There is a distinct sense of pride among the Deaf, and they enjoy the status of a cultural and linguistic minority. In recent decades, sign language has played an increasingly central role in the cultural unification of the Deaf community.
Sign Languages and "Lip Reading"
There are, however, deaf people who do not use sign language. These people have generally been raised in the oral tradition, meaning that they were taught to speak vocally, and to "read the lips" of others. This tradition was more common throughout most of the 20th century. It wasn't until the 1970s that educators began to seriously question this approach, and to encourage the use of sign language as a primary means of communication. Sign language itself was not even recognized as a language by many people in the field, and many thought it lacked the functionality of a true language. Today we understand that sign language has a complete syntax and grammar structure, and that it activates the same neural pathways and brain activities as all other languages.
Controversy exists between the proponents of the oral tradition and the proponents of sign language immersion. Proponents of the oral tradition seek to encourage deaf individuals to be a part of mainstream society. The assumption is that deaf people will be more acceptable and accessible to people who are not deaf if the deaf can carry on "normal" conversations with them. The biggest downside to this approach is that lip-reading is an inexact art of intuition and guesswork. Lip-readers are able to reliably understand about 40-60% of what others say and must fill in the blanks for the rest of the conversation—even after years of training and practice.
Sign language versions of multimedia
One may think it best for web accessibility to provide a sign language version of audio content, but not all deaf people understand sign language and there are over 130 different sign languages world-wide.
In the United States, for example, the most common sign language is American Sign Language, or ASL. In Britain, British Sign Language, or BSL, is the most common. In Australia, Australian Sign Language, or Auslan, is the most common. Signed English is another variation, although it is less of a full-featured language and more of a translation of spoken English into a system of signs.
When you branch out to Europe, South America, and Asia, the differences are even more pronounced. Asian sign languages have almost nothing in common with American or European sign languages, and have no common linguistic root. Despite attempts to create and adopt an international sign language known as Gestuno, there is not one kind of sign language that is universally understood.
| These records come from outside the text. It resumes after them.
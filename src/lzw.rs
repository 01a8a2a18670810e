//! Variable-width LZW decompression, GIF-flavored.
//!
//! A 4096-entry code table doubles as an arena: `prefix_code` is an index
//! into the table itself, never an owned string, so a code's string is
//! only ever materialized on demand by walking the prefix chain into a
//! scratch stack buffer.

use log::{debug, trace};

use crate::cursor::Cursor;
use crate::error::{bad_data, eof, fault, nomem, Result};

const NO_PREFIX: u16 = 0xFFFF;
const TABLE_SIZE: usize = 4096;

#[derive(Clone, Copy)]
struct Code {
    in_use: bool,
    length: u16,
    prefix_code: u16,
    suffix_index: u8,
    first_index: u8,
}

impl Code {
    const EMPTY: Code = Code {
        in_use: false,
        length: 0,
        prefix_code: NO_PREFIX,
        suffix_index: 0,
        first_index: 0,
    };
}

/// Reads bytes out of GIF's chained length-prefixed sub-block structure as
/// a single logical byte stream, transparently crossing sub-block
/// boundaries. A zero-length sub-block is the terminator.
struct SubBlockReader<'c, 'a> {
    cursor: &'c mut Cursor<'a>,
    remaining_in_block: usize,
}

impl<'c, 'a> SubBlockReader<'c, 'a> {
    fn new(cursor: &'c mut Cursor<'a>) -> Self {
        SubBlockReader {
            cursor,
            remaining_in_block: 0,
        }
    }

    /// Returns the next data byte, or `Ok(None)` once the zero-length
    /// terminator is reached.
    fn next_byte(&mut self) -> Result<Option<u8>> {
        if self.remaining_in_block == 0 {
            self.cursor.require(1)?;
            let n = self.cursor.u8_at(0) as usize;
            self.cursor.advance(1)?;
            if n == 0 {
                return Ok(None);
            }
            self.remaining_in_block = n;
        }
        self.cursor.require(1)?;
        let b = self.cursor.u8_at(0);
        self.cursor.advance(1)?;
        self.remaining_in_block -= 1;
        Ok(Some(b))
    }

    /// Called once an EOI code has been read: discards whatever is left of
    /// the current sub-block, then unconditionally consumes exactly one
    /// more byte without inspecting it. This is not a general skip over
    /// the rest of the chain -- it does not loop, and it does not verify
    /// that the byte it consumes is the zero-length terminator. A stream
    /// with extra non-empty sub-blocks between the EOI code and the real
    /// terminator is not specially detected here; the cursor simply ends
    /// up one byte past wherever the EOI code stopped.
    fn drain_rest(&mut self) -> Result<()> {
        if self.remaining_in_block > 0 {
            self.cursor.advance(self.remaining_in_block)?;
            self.remaining_in_block = 0;
        }
        self.cursor.advance(1)
    }
}

/// Skips a chain of length-prefixed sub-blocks starting at the cursor's
/// current position, up to and including the zero-length terminator.
/// Never inspects the skipped bytes; used for extension blocks whose
/// content this decoder does not interpret.
pub(crate) fn skip_blocks(cursor: &mut Cursor) -> Result<()> {
    loop {
        cursor.require(1)?;
        let n = cursor.u8_at(0) as usize;
        cursor.advance(1)?;
        if n == 0 {
            return Ok(());
        }
        cursor.advance(n)?;
    }
}

/// Accumulates bits LSB-first from a `SubBlockReader` and yields codes of
/// a caller-specified width.
struct BitReader<'c, 'a> {
    blocks: SubBlockReader<'c, 'a>,
    buffer: u32,
    bits: u32,
}

impl<'c, 'a> BitReader<'c, 'a> {
    fn new(blocks: SubBlockReader<'c, 'a>) -> Self {
        BitReader {
            blocks,
            buffer: 0,
            bits: 0,
        }
    }

    fn next_code(&mut self, width: u32) -> Result<u16> {
        while self.bits < width {
            match self.blocks.next_byte()? {
                Some(b) => {
                    self.buffer |= (b as u32) << self.bits;
                    self.bits += 8;
                }
                None => {
                    return Err(eof!(
                        "LZW code stream ended before an end-of-information code"
                    ))
                }
            }
        }
        let mask = (1u32 << width) - 1;
        let code = (self.buffer & mask) as u16;
        self.buffer >>= width;
        self.bits -= width;
        Ok(code)
    }

    fn drain_rest(&mut self) -> Result<()> {
        self.blocks.drain_rest()
    }
}

/// Walks the prefix chain of `code` and writes the string it represents,
/// in forward order, into `stack` (which is cleared first).
fn emit_string(table: &[Code; TABLE_SIZE], code: u16, stack: &mut Vec<u8>) -> Result<()> {
    stack.clear();
    let mut c = code;
    loop {
        let entry = table
            .get(c as usize)
            .ok_or_else(|| fault!("LZW code {} is out of code table bounds", c))?;
        if !entry.in_use {
            return Err(fault!("LZW prefix chain referenced unused code {}", c));
        }
        stack.push(entry.suffix_index);
        if stack.len() > TABLE_SIZE {
            return Err(fault!("LZW prefix chain exceeded the code table size"));
        }
        if entry.prefix_code == NO_PREFIX {
            break;
        }
        c = entry.prefix_code;
    }
    stack.reverse();
    Ok(())
}

/// Allocates the output buffer for `required` decoded indices, surfacing
/// allocation failure as `Error::NoMem` rather than aborting. `required` is
/// `width * height`, both attacker-controlled, so for pathological
/// dimensions this is the one allocation in the crate worth checking.
fn allocate_indices(required: usize) -> Result<Vec<u8>> {
    let mut indices = Vec::new();
    indices
        .try_reserve_exact(required)
        .map_err(|_| nomem!("failed to allocate {} bytes for decoded indices", required))?;
    Ok(indices)
}

/// Decodes one image's LZW-compressed data.
///
/// `cursor` must be positioned at the minimum code size byte that precedes
/// the chain of sub-blocks; on success it is left positioned just past the
/// terminating zero-length sub-block. `num_colors` is the effective
/// palette size in force for this image (local table if present, else
/// global). Returns exactly `width * height` palette indices in raster
/// (pre-interlace) order.
pub(crate) fn decode(
    cursor: &mut Cursor,
    num_colors: usize,
    width: u16,
    height: u16,
) -> Result<Vec<u8>> {
    cursor.require(1)?;
    let min_code_size = cursor.u8_at(0);
    cursor.advance(1)?;

    if !(2..=8).contains(&min_code_size) || num_colors > (1usize << min_code_size) {
        return Err(bad_data!(
            "invalid LZW minimum code size {} for a {}-color palette",
            min_code_size,
            num_colors
        ));
    }

    cursor.require(1)?;
    if cursor.u8_at(0) == 0 {
        return Err(bad_data!("image data has no LZW sub-blocks"));
    }

    let clear_code = 1u16 << min_code_size;
    let eoi_code = clear_code + 1;
    let required = width as usize * height as usize;

    let mut table = [Code::EMPTY; TABLE_SIZE];
    for i in 0..num_colors {
        table[i] = Code {
            in_use: true,
            length: 1,
            prefix_code: NO_PREFIX,
            suffix_index: i as u8,
            first_index: i as u8,
        };
    }
    let reset_additions = |table: &mut [Code; TABLE_SIZE]| {
        for slot in &mut table[num_colors..] {
            slot.in_use = false;
        }
    };

    let mut width_bits = min_code_size as u32 + 1;
    let mut next_code = eoi_code + 1;
    let mut first_after_clear = true;
    let mut previous: u16 = 0;
    let mut indices = allocate_indices(required)?;
    let mut stack = Vec::new();

    let mut bits = BitReader::new(SubBlockReader::new(cursor));

    loop {
        let code = bits.next_code(width_bits)?;

        if code == eoi_code {
            trace!("LZW: end-of-information code");
            bits.drain_rest()?;
            break;
        }

        if code == clear_code {
            debug!("LZW: clear code, resetting table and code width");
            width_bits = min_code_size as u32 + 1;
            next_code = eoi_code + 1;
            reset_additions(&mut table);
            first_after_clear = true;
            continue;
        }

        if code as usize >= TABLE_SIZE {
            return Err(fault!("LZW code {} exceeds the 4096-entry table", code));
        }

        if first_after_clear {
            if code as usize >= num_colors {
                return Err(bad_data!(
                    "first LZW code {} after clear is not a palette index (< {})",
                    code,
                    num_colors
                ));
            }
            if indices.len() < required {
                indices.push(code as u8);
            }
            previous = code;
            first_after_clear = false;
            continue;
        }

        let new_suffix = if table[code as usize].in_use {
            emit_string(&table, code, &mut stack)?;
            table[code as usize].first_index
        } else if code == next_code {
            emit_string(&table, previous, &mut stack)?;
            let append = table[previous as usize].first_index;
            stack.push(append);
            append
        } else {
            return Err(bad_data!(
                "LZW code {} exceeds next unassigned code {}",
                code,
                next_code
            ));
        };

        if indices.len() < required {
            let take = stack.len().min(required - indices.len());
            indices.extend_from_slice(&stack[..take]);
        }

        if (next_code as usize) < TABLE_SIZE {
            let new_length = table[previous as usize].length + 1;
            let first_index = table[previous as usize].first_index;
            table[next_code as usize] = Code {
                in_use: true,
                length: new_length,
                prefix_code: previous,
                suffix_index: new_suffix,
                first_index,
            };
            next_code += 1;
            if next_code as usize == (1usize << width_bits) && width_bits < 12 {
                debug!("LZW: growing code width to {}", width_bits + 1);
                width_bits += 1;
            }
        }

        previous = code;
    }

    if indices.len() != required {
        return Err(bad_data!(
            "LZW stream produced {} indices, expected {}",
            indices.len(),
            required
        ));
    }

    Ok(indices)
}

#[cfg(test)]
mod tests {
    use super::*;

    fn encode_codes(min_code_size: u8, widths_and_codes: &[(u32, u16)]) -> Vec<u8> {
        let mut bitbuf: u64 = 0;
        let mut bitcount: u32 = 0;
        let mut bytes = Vec::new();
        for &(width, code) in widths_and_codes {
            bitbuf |= (code as u64) << bitcount;
            bitcount += width;
            while bitcount >= 8 {
                bytes.push((bitbuf & 0xFF) as u8);
                bitbuf >>= 8;
                bitcount -= 8;
            }
        }
        if bitcount > 0 {
            bytes.push((bitbuf & 0xFF) as u8);
        }

        let mut out = vec![min_code_size];
        for chunk in bytes.chunks(255) {
            out.push(chunk.len() as u8);
            out.extend_from_slice(chunk);
        }
        out.push(0);
        out
    }

    #[test]
    fn decodes_minimal_literal_stream() {
        // min_code_size=2 -> clear=4, eoi=5, widths start at 3 bits.
        // Codes: clear, 1, eoi
        let data = encode_codes(2, &[(3, 4), (3, 1), (3, 5)]);
        let mut cursor = Cursor::new(&data);
        let indices = decode(&mut cursor, 4, 1, 1).unwrap();
        assert_eq!(indices, vec![1]);
    }

    #[test]
    fn rejects_code_size_out_of_range() {
        let data = encode_codes(9, &[]);
        let mut cursor = Cursor::new(&data);
        let err = decode(&mut cursor, 4, 1, 1).unwrap_err();
        assert!(matches!(err, crate::error::Error::BadData(_)));
    }

    #[test]
    fn rejects_empty_sub_block_chain() {
        let data = vec![2u8, 0u8];
        let mut cursor = Cursor::new(&data);
        let err = decode(&mut cursor, 4, 1, 1).unwrap_err();
        assert!(matches!(err, crate::error::Error::BadData(_)));
    }

    #[test]
    fn rejects_code_greater_than_next() {
        // min_code_size=2 -> clear=4, eoi=5, next starts at 6.
        // First code after clear must be a literal; then jump straight to
        // a code far beyond `next`.
        let data = encode_codes(2, &[(3, 4), (3, 0), (3, 7)]);
        let mut cursor = Cursor::new(&data);
        let err = decode(&mut cursor, 4, 10, 10).unwrap_err();
        assert!(matches!(err, crate::error::Error::BadData(_)));
    }

    #[test]
    fn kwkwk_self_referential_case() {
        // num_colors=2, min_code_size=2 -> clear=4, eoi=5, next starts at 6.
        // clear, 0 (literal; `previous` becomes 0, `next` is still
        // unassigned 6), 6 (== next: the KwKwK case -- emits the string
        // of `previous` (just "0") followed by its first index (0), i.e.
        // "00"), eoi. Total output: [0] ++ [0, 0] = [0, 0, 0].
        let data = encode_codes(2, &[(3, 4), (3, 0), (3, 6), (3, 5)]);
        let mut cursor = Cursor::new(&data);
        let indices = decode(&mut cursor, 2, 3, 1).unwrap();
        assert_eq!(indices, vec![0, 0, 0]);
    }

    #[test]
    fn nomem_on_unsatisfiable_allocation() {
        // try_reserve_exact rejects any request beyond isize::MAX bytes
        // outright, with no real allocation attempted -- a deterministic
        // way to exercise the NoMem path without depending on actually
        // exhausting memory.
        let err = allocate_indices(usize::MAX).unwrap_err();
        assert!(matches!(err, crate::error::Error::NoMem(_)));
    }

    #[test]
    fn truncates_overrunning_output_but_requires_final_exact_count() {
        // clear, 0, 1, eoi against a 1-index target: the literal '0'
        // alone already satisfies the target, so the table-lookup code
        // '1' that follows is decoded (keeping the table in sync) but its
        // output is discarded rather than overflowing the buffer.
        let data = encode_codes(2, &[(3, 4), (3, 0), (3, 1), (3, 5)]);
        let mut cursor = Cursor::new(&data);
        let indices = decode(&mut cursor, 4, 1, 1).unwrap();
        assert_eq!(indices, vec![0]);
    }
}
The fact that there are many different sign languages around the world is not really a matter of disability access so much as it is a matter of internationalization. The common thread between those who speak ASL, BSL, and Auslan is not sign language, it is English—even after considering the regional differences of spelling and usage.
To support optimal accessibility, web multimedia should provide captions and transcripts. When the demographics of the target audience support it, consider a relevant sign language alternative.